Sanctions are responses to both conformity and deviance. They function to maintain social order and social control by rewarding conformity and punishing deviance, thus reintegrating a society after a breach. They are based on collective norms and reflect a shared sense of wrongdoing. Negative sanctions are punishments of varying degrees, ranging from disapproval, gossip, and imprisonment to execution. Positive sanctions are reinforcements or rewards, such as words of praise, bestowal of honors, or canonization. Moreover, some theorists distinguish between formal sanctions, which are imposed by the state, and informal sanctions, which are imposed by members of a community. Respective studies have shown that formal sanctions are used most often in urban settings and include arrest and imprisonment, whereas in rural areas, informal sanctions, such as gossip, are more prevalent. In addition, one may distinguish sanctions by whether they address the body or the psyche. Whereas physical sanctions, such as beating, bring about physical pain or pleasure, psychological ones, such as rewards, address the feelings and emotions.
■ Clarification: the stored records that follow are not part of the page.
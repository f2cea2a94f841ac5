//! File logging driven by the `[logging]` section of the config
//!
//! The log is rotated once at startup: an oversized `bt-profile-switcher.log`
//! becomes `.log.1`, older backups shift up, and backups past `max_files` are
//! deleted.

use crate::error::{AppError, Result};
use crate::settings::config::LoggingConfig;
use log::LevelFilter;
use simplelog::{CombinedLogger, ConfigBuilder, SharedLogger, WriteLogger};
#[cfg(debug_assertions)]
use simplelog::{ColorChoice, TermLogger, TerminalMode};
use std::fs::{self, OpenOptions};
use std::path::{Path, PathBuf};

pub const LOG_FILE_NAME: &str = "bt-profile-switcher.log";

/// Level used when the configured one is not recognized
const FALLBACK_LEVEL: LevelFilter = LevelFilter::Info;

/// Size-based rotation of one log file
#[derive(Debug, Clone, Copy, PartialEq, Eq)]
pub struct Rotation {
    pub max_bytes: u64,
    /// Backups kept next to the live file; 0 discards an oversized log
    pub keep: u32,
}

impl Rotation {
    fn backup(path: &Path, n: u32) -> PathBuf {
        path.with_extension(format!("log.{}", n))
    }

    /// Rotate `path` if it has grown past `max_bytes`; `true` when it was moved away
    pub fn apply(&self, path: &Path) -> Result<bool> {
        let size = match fs::metadata(path) {
            Ok(meta) => meta.len(),
            Err(_) => return Ok(false),
        };
        if size < self.max_bytes {
            return Ok(false);
        }

        if self.keep == 0 {
            fs::remove_file(path)?;
            return Ok(true);
        }

        let oldest = Self::backup(path, self.keep);
        if oldest.exists() {
            fs::remove_file(&oldest)?;
        }
        for n in (1..self.keep).rev() {
            let from = Self::backup(path, n);
            if from.exists() {
                fs::rename(&from, Self::backup(path, n + 1))?;
            }
        }
        fs::rename(path, Self::backup(path, 1))?;
        Ok(true)
    }
}

/// Where and how much the app logs
#[derive(Debug, Clone, PartialEq, Eq)]
pub struct LogTarget {
    pub path: PathBuf,
    pub level: LevelFilter,
    /// The configured level string when it could not be parsed
    pub unknown_level: Option<String>,
    pub rotation: Rotation,
}

impl LogTarget {
    pub fn new(log_dir: &Path, config: &LoggingConfig) -> Self {
        let parsed = parse_level(&config.level);
        Self {
            path: log_dir.join(LOG_FILE_NAME),
            level: parsed.unwrap_or(FALLBACK_LEVEL),
            unknown_level: parsed.is_none().then(|| config.level.clone()),
            rotation: Rotation {
                max_bytes: config.max_file_size,
                keep: config.max_files,
            },
        }
    }
}

/// `log` level names plus the `warning` alias; case-insensitive
pub fn parse_level(level: &str) -> Option<LevelFilter> {
    let level = level.trim();
    if level.eq_ignore_ascii_case("warning") {
        return Some(LevelFilter::Warn);
    }
    level.parse().ok()
}

/// Rotate, open and install the file logger (plus a terminal logger in debug builds)
pub fn init(target: &LogTarget) -> Result<()> {
    if let Some(dir) = target.path.parent() {
        fs::create_dir_all(dir)?;
    }
    let rotated = target.rotation.apply(&target.path)?;

    let log_file = OpenOptions::new()
        .create(true)
        .append(true)
        .open(&target.path)
        .map_err(AppError::IoError)?;

    let log_config = ConfigBuilder::new()
        .set_time_format_rfc3339()
        .set_target_level(LevelFilter::Error)
        .set_location_level(LevelFilter::Debug)
        .set_thread_level(LevelFilter::Debug)
        .build();

    let mut loggers: Vec<Box<dyn SharedLogger>> = Vec::new();
    #[cfg(debug_assertions)]
    loggers.push(TermLogger::new(
        target.level,
        log_config.clone(),
        TerminalMode::Mixed,
        ColorChoice::Auto,
    ));
    loggers.push(WriteLogger::new(target.level, log_config, log_file));

    CombinedLogger::init(loggers)
        .map_err(|e| AppError::ConfigError(format!("Logger init failed: {}", e)))?;

    log::info!("Logging to {} at {}", target.path.display(), target.level);
    if rotated {
        log::debug!("Previous log rotated ({} backups kept)", target.rotation.keep);
    }
    if let Some(level) = &target.unknown_level {
        log::warn!("Unknown log level '{}', using {}", level, FALLBACK_LEVEL);
    }
    Ok(())
}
For native members of a particular society or culture, their norms are usually a matter of course and, much like the rules of grammar, go unnoticed until they are violated and met with sanctions.
References:
- Barfield, T. (Ed.). (1997). The dictionary of anthropology. Oxford, UK: Basil Blackwell.
- Freilich, M., Raybeck, D., & Shavishinsky, J. (Eds.). (1991). Deviance: Anthropological perspectives. New York: Bergin and Garvey.
- Merry, S. E. (1990). Getting justice and getting even: Legal consciousness among working-class Americans. Chicago: University of Chicago Press.
- Winthrop, R. H. (1991). Dictionary of concepts in cultural anthropology. Westport, CT: Greenwood.